## Assignment
Search the entries for the word "listener" and return every line where it is found.

(Records drawn from a dataset)
################

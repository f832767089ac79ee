//! External property extraction.
//!
//! Resolves one external property against one article: fetch the page the
//! article links to, apply the CSS selector, return the value. Results are
//! memoized per `(url, selector)`.

mod cache;
mod selector;

use std::time::Duration;

use thiserror::Error;

use crate::config::{ExtractorConfig, MAX_FETCH_RETRIES};
use crate::fetcher::{FetchError, PageFetcher};

pub use cache::ExtractionCache;
pub use selector::PageSelector;

/// Base delay between retries.
const RETRY_BACKOFF_MS: u64 = 100;

/// Why an external property produced no value.
#[derive(Debug, Clone, PartialEq, Eq, Error)]
pub enum ExtractError {
    /// The page could not be fetched.
    #[error("failed to fetch page: {0}")]
    Fetch(String),
    /// The page did not arrive before the timeout.
    #[error("page fetch timed out")]
    Timeout,
    /// The selector matched nothing (or only blank content).
    #[error("selector matched nothing")]
    NoMatch,
    /// The selector could not be parsed.
    #[error("invalid CSS selector: {0}")]
    InvalidSelector(String),
}

impl From<FetchError> for ExtractError {
    fn from(e: FetchError) -> Self {
        match e {
            FetchError::Timeout => ExtractError::Timeout,
            other => ExtractError::Fetch(other.to_string()),
        }
    }
}

/// Fetches pages and extracts external property values.
#[derive(Debug)]
pub struct ExternalPropertyExtractor {
    fetcher: PageFetcher,
    cache: ExtractionCache,
    fetch_timeout: Duration,
    max_retries: usize,
}

impl ExternalPropertyExtractor {
    /// Create an extractor from configuration.
    pub fn new(config: &ExtractorConfig) -> Result<Self, FetchError> {
        let fetcher = PageFetcher::new(config)?;
        let ttl = (config.cache_ttl_secs > 0).then(|| Duration::from_secs(config.cache_ttl_secs));

        Ok(Self {
            fetcher,
            cache: ExtractionCache::new(ttl),
            fetch_timeout: Duration::from_millis(config.fetch_timeout_ms),
            max_retries: config.max_retries.min(MAX_FETCH_RETRIES),
        })
    }

    /// The extraction cache.
    pub fn cache(&self) -> &ExtractionCache {
        &self.cache
    }

    /// Extract the value `css_selector` designates on the page at `url`.
    pub async fn extract(&self, url: &str, css_selector: &str) -> Result<String, ExtractError> {
        let selector = PageSelector::parse(css_selector)?;

        if let Some(cached) = self.cache.get(url, css_selector) {
            tracing::debug!("Extraction cache hit for {} ({})", url, css_selector);
            return cached;
        }

        let html = self.fetch_with_retry(url).await?;
        let outcome = selector.extract(&html).ok_or(ExtractError::NoMatch);
        self.cache.put(url, css_selector, &outcome);
        outcome
    }

    /// Fetch a page, retrying transient failures up to `max_retries` times.
    async fn fetch_with_retry(&self, url: &str) -> Result<String, ExtractError> {
        let mut attempt = 0_usize;
        loop {
            let result = match tokio::time::timeout(self.fetch_timeout, self.fetcher.fetch_text(url))
                .await
            {
                Ok(result) => result,
                Err(_) => Err(FetchError::Timeout),
            };

            match result {
                Ok(html) => return Ok(html),
                Err(e) if e.is_transient() && attempt < self.max_retries => {
                    attempt += 1;
                    tracing::debug!("Retrying {} after error: {} (attempt {})", url, e, attempt);
                    tokio::time::sleep(Duration::from_millis(RETRY_BACKOFF_MS * attempt as u64))
                        .await;
                }
                Err(e) => {
                    tracing::warn!("Failed to fetch external page {}: {}", url, e);
                    return Err(e.into());
                }
            }
        }
    }
}

#[cfg(test)]
mod tests {
    use super::*;
    use axum::extract::State;
    use axum::http::StatusCode;
    use axum::response::Html;
    use axum::routing::get;
    use axum::Router;
    use std::sync::atomic::{AtomicUsize, Ordering};
    use std::sync::Arc;

    #[derive(Clone, Default)]
    struct Counters {
        page: Arc<AtomicUsize>,
        flaky: Arc<AtomicUsize>,
        down: Arc<AtomicUsize>,
    }

    async fn page(State(counters): State<Counters>) -> Html<&'static str> {
        counters.page.fetch_add(1, Ordering::SeqCst);
        Html("<html><body><h1>Headline</h1><p>one</p><p>two</p></body></html>")
    }

    async fn flaky(State(counters): State<Counters>) -> (StatusCode, Html<&'static str>) {
        if counters.flaky.fetch_add(1, Ordering::SeqCst) == 0 {
            (StatusCode::SERVICE_UNAVAILABLE, Html("busy"))
        } else {
            (StatusCode::OK, Html("<h1>Recovered</h1>"))
        }
    }

    async fn down(State(counters): State<Counters>) -> StatusCode {
        counters.down.fetch_add(1, Ordering::SeqCst);
        StatusCode::SERVICE_UNAVAILABLE
    }

    async fn missing() -> StatusCode {
        StatusCode::NOT_FOUND
    }

    async fn slow() -> Html<&'static str> {
        tokio::time::sleep(Duration::from_secs(2)).await;
        Html("<h1>Too late</h1>")
    }

    async fn spawn_server() -> (String, Counters) {
        let counters = Counters::default();
        let app = Router::new()
            .route("/page", get(page))
            .route("/flaky", get(flaky))
            .route("/down", get(down))
            .route("/missing", get(missing))
            .route("/slow", get(slow))
            .with_state(counters.clone());
        let listener = tokio::net::TcpListener::bind("127.0.0.1:0").await.unwrap();
        let address = listener.local_addr().unwrap();
        tokio::spawn(async move {
            axum::serve(listener, app).await.unwrap();
        });
        (format!("http://{address}"), counters)
    }

    fn local_config() -> ExtractorConfig {
        ExtractorConfig {
            allow_private_hosts: true,
            fetch_timeout_ms: 500,
            ..ExtractorConfig::default()
        }
    }

    #[tokio::test]
    async fn test_extract_and_memoize() {
        let (base, counters) = spawn_server().await;
        let extractor = ExternalPropertyExtractor::new(&local_config()).unwrap();
        let url = format!("{base}/page");

        assert_eq!(extractor.extract(&url, "h1").await, Ok("Headline".to_string()));
        assert_eq!(extractor.extract(&url, "h1").await, Ok("Headline".to_string()));
        assert_eq!(counters.page.load(Ordering::SeqCst), 1);

        // Different selector, same page: separate cache entry
        assert_eq!(extractor.extract(&url, "p").await, Ok("one".to_string()));
        assert_eq!(counters.page.load(Ordering::SeqCst), 2);
        assert_eq!(extractor.cache().len(), 2);
    }

    #[tokio::test]
    async fn test_no_match_is_cached() {
        let (base, counters) = spawn_server().await;
        let extractor = ExternalPropertyExtractor::new(&local_config()).unwrap();
        let url = format!("{base}/page");

        assert_eq!(extractor.extract(&url, "table").await, Err(ExtractError::NoMatch));
        assert_eq!(extractor.extract(&url, "table").await, Err(ExtractError::NoMatch));
        assert_eq!(counters.page.load(Ordering::SeqCst), 1);
    }

    #[tokio::test]
    async fn test_retries_transient_failure_once() {
        let (base, counters) = spawn_server().await;
        let extractor = ExternalPropertyExtractor::new(&local_config()).unwrap();

        let result = extractor.extract(&format!("{base}/flaky"), "h1").await;
        assert_eq!(result, Ok("Recovered".to_string()));
        assert_eq!(counters.flaky.load(Ordering::SeqCst), 2);
    }

    #[tokio::test]
    async fn test_no_retry_without_budget() {
        let (base, counters) = spawn_server().await;
        let config = ExtractorConfig {
            max_retries: 0,
            ..local_config()
        };
        let extractor = ExternalPropertyExtractor::new(&config).unwrap();

        let result = extractor.extract(&format!("{base}/flaky"), "h1").await;
        assert!(matches!(result, Err(ExtractError::Fetch(msg)) if msg.contains("503")));
        assert_eq!(counters.flaky.load(Ordering::SeqCst), 1);
    }

    #[tokio::test]
    async fn test_retry_budget_is_capped_at_one() {
        let (base, counters) = spawn_server().await;
        let config = ExtractorConfig {
            max_retries: 5,
            ..local_config()
        };
        let extractor = ExternalPropertyExtractor::new(&config).unwrap();

        let result = extractor.extract(&format!("{base}/down"), "h1").await;
        assert!(matches!(result, Err(ExtractError::Fetch(msg)) if msg.contains("503")));
        assert_eq!(counters.down.load(Ordering::SeqCst), 2);
    }

    #[tokio::test]
    async fn test_client_error_is_not_retried() {
        let (base, _counters) = spawn_server().await;
        let extractor = ExternalPropertyExtractor::new(&local_config()).unwrap();

        let result = extractor.extract(&format!("{base}/missing"), "h1").await;
        assert!(matches!(result, Err(ExtractError::Fetch(msg)) if msg.contains("404")));
        assert!(extractor.cache().is_empty());
    }

    #[tokio::test]
    async fn test_timeout() {
        let (base, _counters) = spawn_server().await;
        let config = ExtractorConfig {
            fetch_timeout_ms: 100,
            max_retries: 0,
            ..local_config()
        };
        let extractor = ExternalPropertyExtractor::new(&config).unwrap();

        let result = extractor.extract(&format!("{base}/slow"), "h1").await;
        assert_eq!(result, Err(ExtractError::Timeout));
    }

    #[tokio::test]
    async fn test_invalid_selector_skips_fetch() {
        let (base, counters) = spawn_server().await;
        let extractor = ExternalPropertyExtractor::new(&local_config()).unwrap();

        let result = extractor.extract(&format!("{base}/page"), "h1[[").await;
        assert!(matches!(result, Err(ExtractError::InvalidSelector(_))));
        assert_eq!(counters.page.load(Ordering::SeqCst), 0);
    }
}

################

## Answer to this problem
        let listener = tokio::net::TcpListener::bind("127.0.0.1:0").await.unwrap();
        let address = listener.local_addr().unwrap();
            axum::serve(listener, app).await.unwrap();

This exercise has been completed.